Do I have to be married for ten years to get any of his retirement?

Posted on Nov 29, 2024 by Katie Carter

For a long time, I thought the ten year myth – the idea that you had to be married for ten years to be entitled to a portion of the military retirement – was limited to military divorces only.

Please note, of course, that I called it a MYTH.

I didn’t realize that many civilians had this same belief, too.  So, anyway, here I am, today, to dispel this myth for you.  In Virginia, at least, there is no requirement that you must be married for ten years, whether military or civilian, in order to have an interest in the retirement accounts you or he invested in during the course of your marriage.

Under Virginia law, whether you are military or civilian, you have an interest in half of what was earned, purchased, or acquired during the marriage, and that includes retirement accounts.

What do you mean by retirement accounts?

When I’m talking about retirement accounts, I’m talking about investment accounts in which you (or he) contributed during the course of your marriage, whether these are pension or stock option plans, 401(k)s, 403(b)s, IRAs, or other wealth-building mechanisms.

How do I know if the account is marital?

In Virginia, we categorize property as either separate, marital, or hybrid, but it really all comes down to where the money originated from.  If you or he earned it during your marriage, it’s marital.

If you didn’t earn it – like, it came from a trust fund, an inheritance, a gift, a personal injury award, or some other source outside of the efforts generated by either of you – then it’s likely separate, even if it came to one or the other of you during the marriage.  Likewise, anything that you contributed to prior to the marriage or after the date of separation is likely your separate property as well.

But, if you or he earned it and invested it during the marriage, you have an interest in it at the point of separation and/or divorce.

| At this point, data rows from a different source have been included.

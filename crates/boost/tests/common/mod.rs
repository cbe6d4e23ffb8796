#![allow(dead_code, unreachable_pub)]

use accounts_boost::{BoostOptions, CapabilityRegistry, FragmentOptions, SchemaAdapter, ServiceFactory, StorageFactory};
use accounts_domain::config::{AccountsOptions, StorageConfig};
use accounts_graphql::{
    DirectiveMap, FieldDef, Resolver, ResolverMap, SchemaFragment, TypeDef, TypeDefs, resolver,
};
use accounts_password::{PasswordOptions, PasswordService};
use accounts_server::storage::Storage;
use accounts_server::{AccountsServer, AuthenticationService, MemoryStorage, ServerError, StorageError};
use async_graphql::Value;
use async_graphql::dynamic::FieldFuture;
use async_trait::async_trait;
use parking_lot::Mutex;
use serde_json::Value as Json;
use std::sync::Arc;
use std::sync::atomic::{AtomicUsize, Ordering};

/// In-memory storage factory that records how it was called.
#[derive(Debug, Clone)]
pub struct StubStorage {
    name: &'static str,
    available: bool,
    fails: bool,
    calls: Arc<AtomicUsize>,
    seen: Arc<Mutex<Option<StorageConfig>>>,
}

impl StubStorage {
    pub fn new(name: &'static str) -> Self {
        Self {
            name,
            available: true,
            fails: false,
            calls: Arc::default(),
            seen: Arc::default(),
        }
    }

    pub fn absent(name: &'static str) -> Self {
        Self { available: false, ..Self::new(name) }
    }

    pub fn failing(name: &'static str) -> Self {
        Self { fails: true, ..Self::new(name) }
    }

    pub fn calls(&self) -> usize {
        self.calls.load(Ordering::SeqCst)
    }

    pub fn seen(&self) -> Option<StorageConfig> {
        self.seen.lock().clone()
    }
}

#[async_trait]
impl StorageFactory for StubStorage {
    fn name(&self) -> &str {
        self.name
    }

    fn is_available(&self) -> bool {
        self.available
    }

    async fn create(&self, config: &StorageConfig) -> Result<Arc<dyn Storage>, StorageError> {
        self.calls.fetch_add(1, Ordering::SeqCst);
        *self.seen.lock() = Some(config.clone());
        if self.fails {
            return Err(StorageError::Connection { message: "connection refused".into(), context: None });
        }
        Ok(Arc::new(MemoryStorage::new()))
    }
}

/// The password service behind an availability switch.
#[derive(Debug, Clone, Copy)]
pub struct StubPassword {
    pub available: bool,
}

impl ServiceFactory for StubPassword {
    fn name(&self) -> &str {
        accounts_password::SERVICE_NAME
    }

    fn is_available(&self) -> bool {
        self.available
    }

    fn create(&self, options: Option<&Json>) -> Result<Arc<dyn AuthenticationService>, ServerError> {
        let options = match options {
            Some(value) => serde_json::from_value(value.clone())
                .map_err(|e| ServerError::Config { message: e.to_string().into(), context: None })?,
            None => PasswordOptions::default(),
        };
        Ok(Arc::new(PasswordService::new(options)))
    }
}

/// Memory storage plus the password service.
pub fn memory_registry() -> CapabilityRegistry {
    CapabilityRegistry::empty().storage(StubStorage::new("memory")).service(StubPassword { available: true })
}

pub fn options() -> BoostOptions {
    BoostOptions {
        server: AccountsOptions { token_secret: Some("test-secret".into()), ..AccountsOptions::default() },
        ..BoostOptions::default()
    }
}

/// Adapter exposing two resolvers, `Query.hello` and `Query.mode`. `mode` names the fragment
/// it came from.
#[derive(Debug, Clone, Copy, Default)]
pub struct TwoResolvers;

impl SchemaAdapter for TwoResolvers {
    fn schema_fragment(&self, _server: &Arc<AccountsServer>, options: FragmentOptions) -> SchemaFragment {
        let (query, mode) = if options.extend {
            (TypeDef::extension("Query"), "extended")
        } else {
            (TypeDef::object("Query"), "base")
        };

        SchemaFragment {
            type_defs: TypeDefs::new()
                .with(query.field(FieldDef::new("hello", "String")).field(FieldDef::new("mode", "String"))),
            resolvers: ResolverMap::new()
                .with("Query", "hello", constant("world"))
                .with("Query", "mode", constant(mode)),
            directives: DirectiveMap::new(),
        }
    }
}

/// Adapter whose resolvers point at a field no type defines.
#[derive(Debug, Clone, Copy, Default)]
pub struct Broken;

impl SchemaAdapter for Broken {
    fn schema_fragment(&self, _server: &Arc<AccountsServer>, _options: FragmentOptions) -> SchemaFragment {
        SchemaFragment {
            type_defs: TypeDefs::new().with(TypeDef::object("Query").field(FieldDef::new("hello", "String"))),
            resolvers: ResolverMap::new().with("Query", "missing", constant("nope")),
            directives: DirectiveMap::new(),
        }
    }
}

pub fn constant(value: &'static str) -> Resolver {
    resolver(move |_| FieldFuture::new(async move { Ok(Some(Value::from(value))) }))
}
use accounts_derive::accounts_error;
use std::borrow::Cow;

#[accounts_error]
#[derive(Debug)]
pub enum DemoError {
    #[error("IO error{}: {source}", format_context(.context))]
    Io {
        #[source]
        source: std::io::Error,
        context: Option<std::borrow::Cow<'static, str>>,
    },

    #[error("Missing{}: {message}", format_context(.context))]
    Missing { message: Cow<'static, str>, context: Option<Cow<'static, str>> },
}

fn main() {
    let err: DemoError = std::io::Error::other("disk").into();
    let _ = err.to_string();
}
use accounts_graphql::GraphqlError;
use accounts_server::{ServerError, StorageError};
use std::borrow::Cow;

/// A specialized [`BoostError`] enum of the bootstrap. Nothing here is retried.
#[accounts_derive::accounts_error]
pub enum BoostError {
    /// No registered storage driver is available.
    #[error("Missing dependency{}: {message}", format_context(.context))]
    MissingDependency { message: Cow<'static, str>, context: Option<Cow<'static, str>> },

    /// The selected storage driver could not connect.
    #[error("Storage connection failed{}: {source}", format_context(.context))]
    ConnectionFailure { source: StorageError, context: Option<Cow<'static, str>> },

    /// The HTTP listener could not bind its address.
    #[error("Failed to bind the HTTP listener{}: {source}", format_context(.context))]
    BindFailure { source: std::io::Error, context: Option<Cow<'static, str>> },

    #[error("Schema composition failed{}: {source}", format_context(.context))]
    Schema { source: GraphqlError, context: Option<Cow<'static, str>> },

    /// A service factory rejected its configuration.
    #[error("Service error{}: {message}", format_context(.context))]
    Service { message: Cow<'static, str>, context: Option<Cow<'static, str>> },

    /// The accounts server refused the merged options.
    #[error("Accounts server error{}: {source}", format_context(.context))]
    Server { source: ServerError, context: Option<Cow<'static, str>> },

    #[error("Internal boost error{}: {message}", format_context(.context))]
    Internal { message: Cow<'static, str>, context: Option<Cow<'static, str>> },
}
#![cfg(feature = "password")]

use accounts_domain::config::AccountsConfig;
use accounts_graphql::{
    AccountsContext, FragmentOptions, RequestInfo, Schema, accounts_context,
    build_executable_schema, create_schema_fragment,
};
use accounts_password::{PasswordOptions, PasswordService, SERVICE_NAME};
use accounts_server::{AccountsServer, DatabaseManager, MemoryStorage, ServerOptions, ServicesMap};
use async_graphql::{Request, Variables};
use serde_json::{Value, json};
use std::sync::Arc;

fn server() -> Arc<AccountsServer> {
    let db = DatabaseManager::from_storage(Arc::new(MemoryStorage::new()));
    let mut services = ServicesMap::new();
    services.insert(SERVICE_NAME.into(), Arc::new(PasswordService::new(PasswordOptions::default())));
    Arc::new(
        AccountsServer::new(ServerOptions::new(AccountsConfig::with_secret("secret"), db), services)
            .unwrap(),
    )
}

fn schema(server: &Arc<AccountsServer>) -> Schema {
    let fragment = create_schema_fragment(server, FragmentOptions::default());
    build_executable_schema(&fragment.type_defs, &fragment.resolvers, &fragment.directives).unwrap()
}

async fn run(schema: &Schema, query: &str, variables: Value, ctx: AccountsContext) -> Value {
    let request = Request::new(query).variables(Variables::from_json(variables)).data(ctx);
    let response = schema.execute(request).await;
    let errors: Vec<_> = response.errors.iter().map(|e| e.message.clone()).collect();
    json!({ "data": response.data.into_json().unwrap(), "errors": errors })
}

const CREATE_USER: &str = "mutation($user: CreateUserInput!) { createUser(user: $user) }";
const AUTHENTICATE: &str = r#"
    mutation($username: String!, $password: String!) {
        authenticate(serviceName: "password", params: { user: { username: $username }, password: $password }) {
            sessionId
            tokens { accessToken refreshToken }
            user { id username emails { address verified } }
        }
    }
"#;
const GET_USER: &str = "{ getUser { id username } }";

#[tokio::test]
async fn create_authenticate_resume_logout() {
    let server = server();
    let schema = schema(&server);

    let created = run(
        &schema,
        CREATE_USER,
        json!({ "user": { "username": "alice", "email": "alice@example.com", "password": "hunter22" } }),
        AccountsContext::default(),
    )
    .await;
    let user_id = created["data"]["createUser"].as_str().unwrap().to_owned();

    let login = run(
        &schema,
        AUTHENTICATE,
        json!({ "username": "alice", "password": "hunter22" }),
        AccountsContext::default(),
    )
    .await;
    let login = &login["data"]["authenticate"];
    assert_eq!(login["user"]["id"], user_id);
    assert_eq!(login["user"]["emails"], json!([{ "address": "alice@example.com", "verified": false }]));
    let access = login["tokens"]["accessToken"].as_str().unwrap();

    let request = RequestInfo { authorization: Some(format!("Bearer {access}")), ..RequestInfo::default() };
    let ctx = accounts_context(&server, request.clone()).await;
    assert!(ctx.user.is_some());

    let me = run(&schema, GET_USER, json!({}), ctx.clone()).await;
    assert_eq!(me["data"]["getUser"], json!({ "id": user_id, "username": "alice" }));

    let logout = run(&schema, "mutation { logout }", json!({}), ctx).await;
    assert_eq!(logout["data"]["logout"], true);

    let after = accounts_context(&server, request).await;
    assert!(after.user.is_none());
    let me = run(&schema, GET_USER, json!({}), after).await;
    assert_eq!(me["data"]["getUser"], Value::Null);
}

#[tokio::test]
async fn guarded_fields_require_a_user() {
    let server = server();
    let schema = schema(&server);

    let result = run(
        &schema,
        r#"mutation { changePassword(oldPassword: "a", newPassword: "b") }"#,
        json!({}),
        AccountsContext::default(),
    )
    .await;
    assert_eq!(result["errors"], json!(["Unauthorized"]));
    assert_eq!(result["data"]["changePassword"], Value::Null);
}

#[tokio::test]
async fn failed_login_reports_ambiguous_error() {
    let server = server();
    let schema = schema(&server);

    let result = run(
        &schema,
        AUTHENTICATE,
        json!({ "username": "nobody", "password": "whatever" }),
        AccountsContext::default(),
    )
    .await;
    assert_eq!(result["errors"], json!(["Invalid credentials"]));
}

#[tokio::test]
async fn tokens_can_be_refreshed() {
    let server = server();
    let schema = schema(&server);
    run(
        &schema,
        CREATE_USER,
        json!({ "user": { "username": "bob", "password": "hunter22" } }),
        AccountsContext::default(),
    )
    .await;
    let login = run(
        &schema,
        AUTHENTICATE,
        json!({ "username": "bob", "password": "hunter22" }),
        AccountsContext::default(),
    )
    .await;
    let tokens = &login["data"]["authenticate"]["tokens"];

    let refreshed = run(
        &schema,
        "mutation($a: String!, $r: String!) { refreshTokens(accessToken: $a, refreshToken: $r) { sessionId user { username } } }",
        json!({ "a": tokens["accessToken"], "r": tokens["refreshToken"] }),
        AccountsContext::default(),
    )
    .await;
    assert_eq!(
        refreshed["data"]["refreshTokens"]["sessionId"],
        login["data"]["authenticate"]["sessionId"]
    );
    assert_eq!(refreshed["data"]["refreshTokens"]["user"]["username"], "bob");
}

#[test]
fn extended_fragment_extends_root_types() {
    let server = server();
    let extended = create_schema_fragment(&server, FragmentOptions { extend: true });
    let base = create_schema_fragment(&server, FragmentOptions { extend: false });

    let extended_sdl = extended.type_defs.to_string();
    assert!(extended_sdl.contains("extend type Query {"));
    assert!(extended_sdl.contains("extend type Mutation {"));
    assert!(base.type_defs.to_string().contains("\ntype Query {"));
    assert_eq!(extended.resolvers.field_names(), base.resolvers.field_names());
    assert!(base.type_defs.get("Query").is_some());
    assert!(extended.type_defs.get("Query").is_none());
}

What if we haven’t been married ten years?

If you haven’t been married ten years, then your interest may be small-ish.  Right?  The way these accounts work, the amount starts to grow because of the benefits of compounding interest.

You only have an interest in what was earned during the marriage (and appreciated value from those contributions), but if your soon-to-be ex goes on to work for many, many more years, or to contribute more post-divorce, or had already contributed a lot before you were married, well, your interest may be correspondingly somewhat small.

In the case of a pension, if you were only married for 5 or 6 years out of a 30 year career, well, your interest is relatively small, too.  But that doesn’t mean it doesn’t exist.

It’s possible that it’s small enough – or that your accounts in your own name are worth enough – that you might waive your interest in these things, but a (good) attorney will never tell you to do that without at least encouraging you to try to figure out what your interest is worth.

So, why does this ten year myth exist?

Well, there is good reason for the ten year myth.  In the military, if you haven’t been married for ten years, then you don’t qualify for direct pay from DFAS.  That means that, once your ex husband retires, you won’t receive your portion of the retirement directly from DFAS; your husband will receive his portion and then he’ll forward yours on to you.  It’s a bit of an annoyance but the most important takeaway here is that this doesn’t mean you don’t have an interest.  You do.

There’s also social security, which does require that you be married for ten years before you have the option to elect to receive your portion of his benefit.  For a number of Americans, this is the only “retirement” they’ll have, so I can understand the confusion.  Social security, though, is a federal program and it is federally regulated.  It’s not something that we handle or divide in divorce.  In fact, if you opt to receive your portion of his benefit – as opposed to your own – it doesn’t cost him anything.  It doesn’t change his social security benefit.

It’s not something that we have to divide in divorce.  In fact, it doesn’t really come up in divorce at all.  In our separation agreements, we just have a general clause that says something like that nothing in the agreement is intended to modify any entitlement that either spouse has under social security.  That’s it.

For these purposes, social security isn’t really retirement – or, at least, it’s not a private, individual retirement account that is divisible in divorce.  So, although for social security purposes you must be married for this period to qualify to receive those benefits, there is no such qualification required in order to receive your portion of the retirement accounts – pensions, 401(k)s, IRAs, etc – that were invested in during the marriage.

It’s really these two things – the direct pay bit and the social security bit – that leaves people confused.  But it is important to know that you are entitled to the retirement that was earned during the marriage, as well as any increase in value during that time, as part of your divorce.